DOI:10.1138/20090384

Clinical studies and drug effects

◆ Lindsay R, Miller P, Pohl G, Glass EV, Chen P, Krege JH. Relationship between duration of teriparatide therapy and clinical outcomes in postmenopausal women with osteoporosis. Osteoporos Int. 2009 Jun;20(6):943–8.

◆ Cosman F, Nieves JW, Zion M, Barbuto N, Lindsay R. Retreatment with teriparatide one year after the first teriparatide course in patients on continued long-term alendronate. J Bone Miner Res. 2009 Jun;24(6):1110–5

The first study is a post-hoc analysis of the teriparatide versus placebo Fracture Prevention Trial, looking at the efficacy of treatment on non-vertebral fractures, clinical vertebral fractures and back pain as a function of time. Whereas the incidence of clinical vertebral fractures was diminished about 50% with TPT within the first 7 months of therapy, and virtually abolished thereafter, reduction of back pain as well as of non-vertebral fractures became apparent between 7 to 14 months of therapy and was maintained thereafter. Although these results are limited by the rather small number of events in each time interval, they may be of importance since they suggest that longer duration of teriparatide therapy may provide stronger clinical benefits while the incidence of other adverse events declines over time (improved tolerance).

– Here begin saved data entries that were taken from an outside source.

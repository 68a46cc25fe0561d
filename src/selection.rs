//! Bulk-selection overlay for the work-order list.
//!
//! A plain id set scoped to whatever list the navigator currently shows.
//! Bulk status changes iterate the selected ids in stable order and then
//! clear; there is deliberately no rollback on partial failure.

use std::collections::HashSet;

use crate::model::WorkOrderId;

#[derive(Debug, Clone, Default)]
pub struct Selection {
    ids: HashSet<WorkOrderId>,
}

impl Selection {
    pub fn new() -> Self {
        Self::default()
    }

    pub fn toggle(&mut self, id: WorkOrderId) {
        if !self.ids.remove(&id) {
            self.ids.insert(id);
        }
    }

    /// Select every id in the currently visible list.
    pub fn select_all(&mut self, visible: &[WorkOrderId]) {
        self.ids.extend(visible.iter().copied());
    }

    pub fn clear(&mut self) {
        self.ids.clear();
    }

    pub fn is_selected(&self, id: WorkOrderId) -> bool {
        self.ids.contains(&id)
    }

    pub fn len(&self) -> usize {
        self.ids.len()
    }

    pub fn is_empty(&self) -> bool {
        self.ids.is_empty()
    }

    /// Selected ids in ascending order, so bulk updates apply in a stable
    /// order.
    pub fn sorted_ids(&self) -> Vec<WorkOrderId> {
        let mut ids: Vec<WorkOrderId> = self.ids.iter().copied().collect();
        ids.sort_unstable();
        ids
    }
}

The second study is a prolongation of a previously published study on the combination of alendronate and PTH, where the latter was administered either daily, or cyclically (three months on/three months off) for one year. Then, following one year on alendronate alone, patients at high risk resumed a one-year course of daily teriparatide. One-year gain of BMD at the spine was similar during retreatment as during the first course of administration, indicating that, when necessary, teriparatide can be readministered safely and efficiently after TPT and alendronate. There was, however, no apparent increase of hip BMD during retreatment. —SF

◆ Yamane H, Sakai A, Mori T, Tanaka S, Moridera K, Nakamura T. The anabolic action of intermittent PTH in combination with cathepsin K inhibitor or alendronate differs depending on the remodeling status in bone in ovariectomized mice. Bone. 2009 Jun;44(6):1055–62.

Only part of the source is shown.